Ancient Mesopotamian register of portents

The Religious Chronicle is an ancient Mesopotamian register of portents such as the straying of wild animals into urban areas and extraordinary natural phenomena which presaged the disruptions which interfered with the Akītu or new year festival and the performance of its regular cultic activities which included the transport of the idols of the gods to the city of Babylon during the tumultuous years of chaos caused by the incursions of Aramean nomads.

==The text==

The Religious Chronicle seems to have drawn its sources from the protases of omen literature in contrast to the Chronicle of Early Kings which drew them from their apodoses. The tablet has two columns per side and is in poor condition, with the surface severely abraded and most of the left-hand side (columns I and IV) gone. It may have been part of a series as there is part of a catch-line evident on line 8 of column IV. It is designated BM 35968 (Sp III, 504) and is held in the British Museum. Written during the Seleucid era, it was acquired by the Museum from Spartali & Co, sponsors of much of the unofficial tablet gathering in Iraq under Ottoman jurisdiction in 1880, and consequently its find spot is uncertain.

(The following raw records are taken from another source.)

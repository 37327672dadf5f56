use std::path::PathBuf;
use thiserror::Error;

#[derive(Error, Debug)]
pub enum AnalyzerError {
    // Input
    #[error("File {} not found.", .0.display())]
    InputNotFound(PathBuf),

    #[error("{0}")]
    Schema(String),

    #[error("Only TXT or CSV files allowed")]
    UnsupportedFileType,

    // Model
    #[error("Sentiment model unavailable: {0}")]
    ModelUnavailable(String),

    #[error("Tokenization failed: {0}")]
    Tokenization(String),

    #[error("Download failed: {0}")]
    Download(String),

    // Pass-through from dependencies
    #[error(transparent)]
    Candle(#[from] candle_core::Error),

    #[error(transparent)]
    Io(#[from] std::io::Error),

    #[error(transparent)]
    Csv(#[from] csv::Error),

    #[error(transparent)]
    SerdeJson(#[from] serde_json::Error),
}

pub type Result<T> = std::result::Result<T, AnalyzerError>;

impl From<hf_hub::api::sync::ApiError> for AnalyzerError {
    fn from(value: hf_hub::api::sync::ApiError) -> Self {
        AnalyzerError::Download(value.to_string())
    }
}
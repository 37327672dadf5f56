//! Sentence segmentation.
//!
//! Two splitters exist on purpose. Batch analysis uses Unicode sentence
//! boundaries ([`segment`]); the single-text endpoint splits on every `.`
//! ([`split_on_periods`]). They disagree on abbreviations, decimals and
//! `?`/`!` terminated sentences.

use unicode_segmentation::UnicodeSegmentation;

/// Lowercased tokens that end with a period without ending a sentence.
const ABBREVIATIONS: &[&str] = &[
    "mr", "mrs", "ms", "dr", "prof", "hon", "rev", "jr", "sr", "st", "esq", "v", "vs", "no",
    "nos", "art", "sec", "para", "ch", "cl", "inc", "co", "corp", "ltd", "llc", "llp", "bros",
    "dept", "gov", "fig", "cf", "e.g", "i.e", "u.s", "approx", "ca", "cir", "supp",
];

/// Whether `word` (without its trailing period) is a known abbreviation or
/// a single-letter initial.
pub fn is_abbreviation(word: &str) -> bool {
    let lowered = word.to_lowercase();
    let mut chars = lowered.chars();
    let initial = matches!((chars.next(), chars.next()), (Some(c), None) if c.is_alphabetic());
    initial || ABBREVIATIONS.contains(&lowered.as_str())
}

/// Whether `sentence` ends in an abbreviation such as "Mr." or "v.".
fn ends_with_abbreviation(sentence: &str) -> bool {
    let Some(head) = sentence.trim_end().strip_suffix('.') else {
        return false;
    };
    let word = head
        .rsplit(char::is_whitespace)
        .next()
        .unwrap_or_default()
        .trim_start_matches(|c: char| !c.is_alphanumeric());
    !word.is_empty() && is_abbreviation(word)
}

/// Split text into trimmed sentences using UAX #29 sentence boundaries.
///
/// A boundary directly after an abbreviation ("Mr.", "v.", "Inc.") is not
/// treated as the end of a sentence.
pub fn segment(text: &str) -> Vec<String> {
    let mut sentences = Vec::new();
    let mut pending = String::new();

    for piece in text.split_sentence_bounds() {
        pending.push_str(piece);
        if !ends_with_abbreviation(&pending) {
            push_trimmed(&mut sentences, &pending);
            pending.clear();
        }
    }
    push_trimmed(&mut sentences, &pending);
    sentences
}

fn push_trimmed(sentences: &mut Vec<String>, sentence: &str) {
    let sentence = sentence.trim();
    if !sentence.is_empty() {
        sentences.push(sentence.to_string());
    }
}

/// Split on the literal `.` character. Pieces are returned untrimmed,
/// including empty ones.
pub fn split_on_periods(text: &str) -> Vec<String> {
    text.split('.').map(str::to_string).collect()
}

The earliest king to appear in the text is Nabû-šumu-libūr (c. 1033 – 1026 BC) on line 16 of the first column and the work also name-drops Nabû-mukin-apli (c. 978 – 943 BC). The intervening text describes a reign or reigns of up to seventeen years. Only Simbar-Šipak (c. 1025 - 1008 BC) and Eulmaš-šākin-šumi (c. 1004 – 987 BC) reigned so long during this period. The historical era covered was a period of great turmoil.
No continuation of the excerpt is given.